CRRT: continuous renal replacement therapy; ECMO: extracorporeal membrane oxygenation; ICU AW: intensive care unit acquired weakness.

These previous indicators were used to approximate that, among the 51 remaining COVID-19 patients in our ICU, 5 (11%) patients will die within the ICU. If the 46 remaining patients should be weaned from ICU life support, and regarding their extreme fragility and dependency, it was estimated that five patients will need APRC and 45 follow-up cares. From the hospital perspective, it was estimated that 14 patients will need APRC and 205 a follow-up care. From a population-based perspective, it was estimated that the need for APRC and follow-up care were respectively four and 40 per 100,000 inhabitants.

It is expected that this altered state of health will result in a post-intensive care syndrome with intensive care unit-acquired weakness (ICUAW) and difficulties to wean the patient from mechanical ventilation [2]. Rhamel et al. recently showed that the highest survival rates in septic patients were observed in patients transferred to rehabilitation facilities [3].

The aim of this study is to provide an immediate feedback on a specialised ICU, allowing us to increase our knowledge and understanding of follow-up care requirements.
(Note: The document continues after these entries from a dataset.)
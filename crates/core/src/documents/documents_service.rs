use super::document_assembler::DocumentAssembler;
use super::documents_model::{DocumentDraft, SubmittedDocument};
use super::documents_traits::{DocumentServiceTrait, DocumentWriterTrait};
use crate::catalog::{CatalogReaderTrait, CatalogSnapshot};
use crate::errors::Result;
use crate::events::{DomainEvent, DomainEventSink, NoOpDomainEventSink};
use crate::ledger::LineItemLedger;
use crate::settings::CoreSettings;
use async_trait::async_trait;
use log::{debug, info, warn};
use std::sync::Arc;

pub struct DocumentService {
    catalog_reader: Arc<dyn CatalogReaderTrait>,
    document_writer: Arc<dyn DocumentWriterTrait>,
    settings: CoreSettings,
    assembler: DocumentAssembler,
    event_sink: Arc<dyn DomainEventSink>,
}

impl DocumentService {
    pub fn new(
        catalog_reader: Arc<dyn CatalogReaderTrait>,
        document_writer: Arc<dyn DocumentWriterTrait>,
        settings: CoreSettings,
    ) -> Self {
        Self {
            catalog_reader,
            document_writer,
            assembler: DocumentAssembler::new(settings.clone()),
            settings,
            event_sink: Arc::new(NoOpDomainEventSink),
        }
    }

    /// Sets the domain event sink for this service.
    pub fn with_event_sink(mut self, event_sink: Arc<dyn DomainEventSink>) -> Self {
        self.event_sink = event_sink;
        self
    }

    pub fn settings(&self) -> &CoreSettings {
        &self.settings
    }

    pub fn assembler(&self) -> &DocumentAssembler {
        &self.assembler
    }
}

#[async_trait]
impl DocumentServiceTrait for DocumentService {
    async fn load_catalog(&self) -> Result<CatalogSnapshot> {
        let (products, customers) = futures::try_join!(
            self.catalog_reader.list_products(),
            self.catalog_reader.list_customers()
        )?;
        debug!(
            "Loaded catalog with {} products and {} customers",
            products.len(),
            customers.len()
        );
        Ok(CatalogSnapshot::new(products, customers))
    }

    fn new_draft(&self, catalog: &CatalogSnapshot) -> DocumentDraft {
        DocumentDraft::new(LineItemLedger::with_tax_rate(
            Arc::clone(&catalog.products),
            self.settings.tax_rate,
        ))
    }

    async fn submit(&self, draft: &DocumentDraft) -> Result<SubmittedDocument> {
        let payload = match self.assembler.assemble(draft) {
            Ok(payload) => payload,
            Err(e) => {
                warn!("Document draft rejected: {}", e);
                return Err(e);
            }
        };

        let customer_id = payload.customer_id.clone();
        let total = payload.total;
        let submitted = self.document_writer.create_document(payload).await?;

        info!(
            "Document {} ({}) submitted for customer {}",
            submitted.document_number, submitted.id, customer_id
        );
        self.event_sink.emit(DomainEvent::document_submitted(
            submitted.id.clone(),
            submitted.document_number.clone(),
            customer_id,
            total,
        ));
        Ok(submitted)
    }
}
As there is actually no published data on such estimate, we had to choose arbitrarily the way of counting ICU COVID-19 patients who will need APRC and follow-up. A recent systematic “living” review on rehabilitation needs due to COVID-19 [5] stated that early rehabilitation should be granted to inpatients with COVID-19 and telerehabilitation may represent the first option for people at home. But these main messages were based on previous literature and not on the current COVID-19 pandemic. Moreover, there is no precise tool to assess how long will be the length of stay in APRC. Apostokalis and al. showed that ICU-WA required on average six [IQR (4–12)] weeks in APRC [4]. These considerations help us estimate the burden that ICU COVID-19 patients represent and anticipate the sizing of COVID-19 APRC and follow-up care.

This study provides immediate patients’ characteristics and a first rough estimation of requirements for COVID-19 post-resuscitation care. More patients and further studies are required to definitively assess COVID-19-related rehabilitation cares.

Disclosure of interest

The authors declare that they have no competing interest.

Funding

This research did not receive any specific grant from funding agencies in the public, commercial, or not-for-profit sectors.

Acknowledgments

The authors wish to thank Prof Bernard Geny for his support and reviewing.